You can do anything you want as long as you try to do it

August 2, 2011

I read an article about Mark Shea in the Red Deer Advocate today. Mark had stayed in a homeless centre one night in December 2001. What happened that night changed Mark’s life forever, and he never stayed in another homeless centre again.

Ralph Klein, who was the premier at that time, visited the homeless centre. He called the people who were staying there that night all bums. Mark was offended. Yet, Mark took the derogatory comments as a challenge. He wanted to show that not all homeless people are bums.

Mark traveled across Canada after that night, working at odd jobs. He even went back to school to upgrade his high school education. Now Mark has what he has always wanted: a family. He lives with his girlfriend and their two-year old daughter. And he has a fulltime, permanent job with benefits.

What interested me most about that article were the following words spoken by Mark in the interview: “You can do anything you want as long as you try to do it.”

I couldn’t have said that any better myself.

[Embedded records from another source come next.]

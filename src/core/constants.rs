// ============================================================================
// ripple-cells - Constants
// Flag bits for cell state plus the public reactive type tags
// ============================================================================

use std::time::Duration;

// =============================================================================
// CELL STATE FLAGS
// =============================================================================

/// Cell's cached value (or cached error) is current.
pub const READY: u32 = 1 << 0;

/// Cell must recompute before its value can be observed.
pub const STALE: u32 = 1 << 1;

/// A distant producer changed; recompute only if an immediate provider
/// actually produced a different value.
pub const MAYBE_STALE: u32 = 1 << 2;

/// Staleness schedules the cell for background evaluation even when nothing
/// currently consumes it.
pub const EAGER: u32 = 1 << 3;

/// Cell's definition is running right now (self-reference detection).
pub const EVALUATING: u32 = 1 << 4;

// =============================================================================
// STATUS MASK
// =============================================================================

/// Mask clearing the readiness tri-state while preserving the other bits.
pub const STATUS_MASK: u32 = !(READY | STALE | MAYBE_STALE);

// =============================================================================
// REACTIVE TYPE TAGS
// =============================================================================

/// Tag identifying a scalar reactive cell.
pub const CELL_TAG: u8 = 1;

/// Tag identifying a reactive bundle.
pub const BUNDLE_TAG: u8 = 2;

// =============================================================================
// SCHEDULER
// =============================================================================

/// Number of scheduler priority tiers.
pub const TIERS: usize = 3;

/// Default wall-clock budget the runner spends before yielding to the host.
pub const DEFAULT_SLICE: Duration = Duration::from_millis(5);

// =============================================================================
// TESTS
// =============================================================================
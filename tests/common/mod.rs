// Shared test plumbing: a minimal single-threaded executor for the settle
// barrier. The runtime is synchronous, so a handful of polls always suffices;
// the cap only guards against a scheduler bug leaving work parked forever.

use std::future::Future;
use std::pin::pin;
use std::task::{Context, Poll, RawWaker, RawWakerVTable, Waker};

unsafe fn clone(_: *const ()) -> RawWaker {
    noop_raw_waker()
}
unsafe fn noop(_: *const ()) {}

static VTABLE: RawWakerVTable = RawWakerVTable::new(clone, noop, noop, noop);

fn noop_raw_waker() -> RawWaker {
    RawWaker::new(std::ptr::null(), &VTABLE)
}

pub fn block_on<F: Future>(future: F) -> F::Output {
    let waker = unsafe { Waker::from_raw(noop_raw_waker()) };
    let mut cx = Context::from_waker(&waker);
    let mut future = pin!(future);

    for _ in 0..1_000 {
        match future.as_mut().poll(&mut cx) {
            Poll::Ready(value) => return value,
            Poll::Pending => std::thread::yield_now(),
        }
    }
    panic!("future did not settle");
}
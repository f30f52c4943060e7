// ============================================================================
// ripple-cells - Macros
// ============================================================================

/// Clone handles into a move closure.
///
/// Definitions capture the cells they read; this trims the repeated
/// `let x = x.clone();` lines down to one list.
///
/// # Usage
///
/// ```rust
/// use ripple_cells::{cell, cell_def, cloned, Value};
///
/// let a = cell(1);
/// let b = cell(2);
///
/// let sum = cell_def(cloned!(a, b => move |_| {
///     Ok(Value::from(
///         a.rv()?.as_i64().unwrap_or(0) + b.rv()?.as_i64().unwrap_or(0),
///     ))
/// }));
///
/// assert_eq!(sum.rv().unwrap(), Value::from(3));
/// ```
#[macro_export]
macro_rules! cloned {
    ($($n:ident),+ => $e:expr) => {
        {
            $( let $n = $n.clone(); )+
            $e
        }
    };
}
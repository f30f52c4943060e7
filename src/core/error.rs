// ============================================================================
// ripple-cells - Errors
// A cell's failure is cloneable: every consumer observes the same error
// ============================================================================

use std::fmt;
use std::rc::Rc;

use thiserror::Error;

/// Failure produced by a cell operation.
///
/// A definition failure is cached on the cell and returned from every read
/// until the definition or value is reassigned. The payload is reference
/// counted so the consumers of an errored cell all see the same failure.
#[derive(Debug, Clone, Error)]
pub enum CellError {
    /// The cell's definition read the cell itself (directly or through a
    /// chain of providers) while it was being evaluated.
    #[error("cell definition reads its own value during evaluation")]
    SelfReference,

    /// The definition reported a failure.
    #[error("{0}")]
    Failed(Rc<dyn std::error::Error + 'static>),

    /// A getter, view or adopted definition outlived its cell.
    #[error("cell no longer exists")]
    Dropped,
}

impl CellError {
    /// Wrap an arbitrary error as a definition failure.
    pub fn failure(err: impl std::error::Error + 'static) -> Self {
        Self::Failed(Rc::new(err))
    }

    /// A definition failure carrying only a message.
    pub fn msg(text: impl Into<String>) -> Self {
        Self::Failed(Rc::new(Message(text.into())))
    }

    pub fn is_self_reference(&self) -> bool {
        matches!(self, Self::SelfReference)
    }
}

#[derive(Debug)]
struct Message(String);

impl fmt::Display for Message {
    fn fmt(&self, f: &mut fmt::Formatter<'_>) -> fmt::Result {
        f.write_str(&self.0)
    }
}

impl std::error::Error for Message {}

// =============================================================================
// TESTS
// =============================================================================
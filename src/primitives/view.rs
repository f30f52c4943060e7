// ============================================================================
// ripple-cells - Read-only View
// Frozen projection of a cell: value out, nothing in
// ============================================================================
//
// The view is cached on its source cell and shares its lifetime; it keeps a
// weak back-reference so the cache is not a self-cycle. There is no mutator
// on this type at all — writing through a view is a compile-time error.
// ============================================================================

use std::fmt;
use std::rc::{Rc, Weak};

use crate::core::constants::CELL_TAG;
use crate::core::error::CellError;
use crate::core::value::Value;
use crate::primitives::cell::{getter_for, read_value, CellInner, Getter};

// =============================================================================
// READ ONLY
// =============================================================================

/// Read-only projection of a cell.
///
/// Delegates reads to the source; exposes the *same* getter closure as the
/// source so bindings wired through either see one identity.
#[derive(Clone)]
pub struct ReadOnly {
    inner: Rc<ViewInner>,
}

struct ViewInner {
    source: Weak<CellInner>,
}

impl ReadOnly {
    pub(crate) fn new(source: &Rc<CellInner>) -> Self {
        Self {
            inner: Rc::new(ViewInner {
                source: Rc::downgrade(source),
            }),
        }
    }

    fn source(&self) -> Result<Rc<CellInner>, CellError> {
        self.inner.source.upgrade().ok_or(CellError::Dropped)
    }

    /// Read the source cell's value (recomputing if stale).
    pub fn rv(&self) -> Result<Value, CellError> {
        let source = self.source()?;
        read_value(&source)
    }

    /// The source's stable getter closure.
    pub fn getter(&self) -> Result<Getter, CellError> {
        Ok(getter_for(&self.source()?))
    }

    /// The source's cached failure, if any.
    pub fn error(&self) -> Option<CellError> {
        let source = self.inner.source.upgrade()?;
        let err = source.current().err();
        err.filter(|e| !matches!(e, CellError::Dropped))
    }

    pub fn readonly(&self) -> bool {
        true
    }

    pub fn reactive_tag(&self) -> u8 {
        CELL_TAG
    }

    pub fn ptr_eq(&self, other: &ReadOnly) -> bool {
        Rc::ptr_eq(&self.inner, &other.inner)
    }
}

impl fmt::Display for ReadOnly {
    /// Value coercion, same as the source cell's.
    fn fmt(&self, f: &mut fmt::Formatter<'_>) -> fmt::Result {
        match self.rv() {
            Ok(value) => write!(f, "{value}"),
            Err(err) => write!(f, "<{err}>"),
        }
    }
}

impl fmt::Debug for ReadOnly {
    fn fmt(&self, f: &mut fmt::Formatter<'_>) -> fmt::Result {
        f.debug_struct("ReadOnly")
            .field("live", &self.inner.source.strong_count())
            .finish()
    }
}

// =============================================================================
// TESTS
// =============================================================================

#[cfg(test)]
mod tests {
    use super::*;
    use crate::primitives::cell::{cell, cell_def};

    #[test]
    fn view_delegates_reads() {
        let a = cell(5);
        let view = a.readonly_view();

        assert_eq!(view.rv().unwrap(), Value::from(5));
        a.wv(6);
        assert_eq!(view.rv().unwrap(), Value::from(6));
    }

    #[test]
    fn view_shares_the_source_getter() {
        let a = cell(1);
        let view = a.readonly_view();
        assert!(Rc::ptr_eq(&view.getter().unwrap(), &a.getter()));
    }

    #[test]
    fn view_identity_is_stable() {
        let a = cell(1);
        assert!(a.readonly_view().ptr_eq(&a.readonly_view()));
    }

    #[test]
    fn view_reports_errors_like_the_source() {
        let a = cell_def(|_| Err(CellError::msg("broken")));
        let view = a.readonly_view();

        assert_eq!(view.rv().unwrap_err().to_string(), "broken");
        assert_eq!(view.error().unwrap().to_string(), "broken");
    }

    #[test]
    fn view_is_marked_readonly() {
        let a = cell(1);
        let view = a.readonly_view();
        assert!(view.readonly());
        assert_eq!(view.reactive_tag(), crate::core::constants::CELL_TAG);
    }

    #[test]
    fn view_tracks_like_a_direct_read() {
        let a = cell(1);
        let view = a.readonly_view();
        let b = cell_def({
            move |_| Ok(Value::from(view.rv()?.as_i64().unwrap_or(0) * 2))
        });

        assert_eq!(b.rv().unwrap(), Value::from(2));
        a.wv(3);
        assert_eq!(b.rv().unwrap(), Value::from(6));
    }

    #[test]
    fn display_renders_the_value() {
        let a = cell("hi");
        assert_eq!(a.readonly_view().to_string(), "hi");
    }
}
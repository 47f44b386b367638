//! 256-bit node identifiers and the XOR metric.

use cipher_core::error::{Error, Result};
use rand::rngs::OsRng;
use rand::RngCore;
use sha2::{Digest, Sha256};

#[derive(Debug, Clone, Copy, PartialEq, Eq, Hash, PartialOrd, Ord)]
pub struct NodeId([u8; 32]);

impl NodeId {
    /// Hash a caller-provided seed into an ID.
    pub fn from_seed(seed: &[u8]) -> Self {
        Self(Sha256::digest(seed).into())
    }

    /// Hash 32 fresh random bytes into an ID.
    pub fn random() -> Self {
        let mut seed = [0u8; 32];
        OsRng.fill_bytes(&mut seed);
        Self::from_seed(&seed)
    }

    /// Lookup target for a DHT key: `SHA-256(key)`.
    pub fn for_key(key: &str) -> Self {
        Self::from_seed(key.as_bytes())
    }

    pub fn from_bytes(bytes: [u8; 32]) -> Self {
        Self(bytes)
    }

    pub fn as_bytes(&self) -> &[u8; 32] {
        &self.0
    }

    pub fn to_hex(&self) -> String {
        hex::encode(self.0)
    }

    pub fn from_hex(s: &str) -> Result<Self> {
        let bytes = hex::decode(s).map_err(|_| Error::BadInput(format!("bad node id: {s:?}")))?;
        let bytes: [u8; 32] = bytes
            .try_into()
            .map_err(|_| Error::BadInput("node id must be 32 bytes".into()))?;
        Ok(Self(bytes))
    }

    /// XOR distance to another ID.
    pub fn distance(&self, other: &NodeId) -> Distance {
        let mut out = [0u8; 32];
        for (i, byte) in out.iter_mut().enumerate() {
            *byte = self.0[i] ^ other.0[i];
        }
        Distance(out)
    }
}

impl std::fmt::Display for NodeId {
    fn fmt(&self, f: &mut std::fmt::Formatter<'_>) -> std::fmt::Result {
        write!(f, "{}", &self.to_hex()[..12])
    }
}

/// XOR distance, ordered as a 256-bit big-endian unsigned integer.
#[derive(Debug, Clone, Copy, PartialEq, Eq, PartialOrd, Ord)]
pub struct Distance(pub [u8; 32]);

impl Distance {
    /// `255 − position_of_highest_set_bit`, or `None` for the zero distance
    /// (self), which is never inserted.
    pub fn bucket_index(&self) -> Option<usize> {
        for (i, byte) in self.0.iter().enumerate() {
            if *byte != 0 {
                return Some(i * 8 + byte.leading_zeros() as usize);
            }
        }
        None
    }

    pub fn is_zero(&self) -> bool {
        self.0.iter().all(|b| *b == 0)
    }
}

As long as we are willing to try, we can do it. Maybe we won’t make it the first time. Maybe we won’t make it the second time. Maybe it will take three, five, seven, eleven tries. But if we keep trying, we can achieve our goals. We can reach our dreams.

Often, we stop just short of reaching our dreams. Life becomes just a bit too hard. So we quit. And, often, if we had kept going, we would have broken through the difficulties and reached our goal. That’s an interesting fact about dreams and goals: right before we reach our dreams, the journey becomes extremely difficult. That’s usually a sign that we are really close.

As I type this blog, I’m reminded of a poem that was printed in one of my high school yearbooks. The poem was titled, “Don’t Quit.” After all these years, I still remember parts of this poem. I’m reminded of its advice whenever I feel that I just can’t go on any further.

I looked this poem up on the Internet. I wanted to find out who wrote the poem, and I wanted to read the poem again. I found not just the poem itself. I also found a beautiful You Tube with a narrator reading the poem!  It is beautiful and I invite everyone to enjoy this piece of artwork put together by Patty McCullough. The author of the original poem is unknown.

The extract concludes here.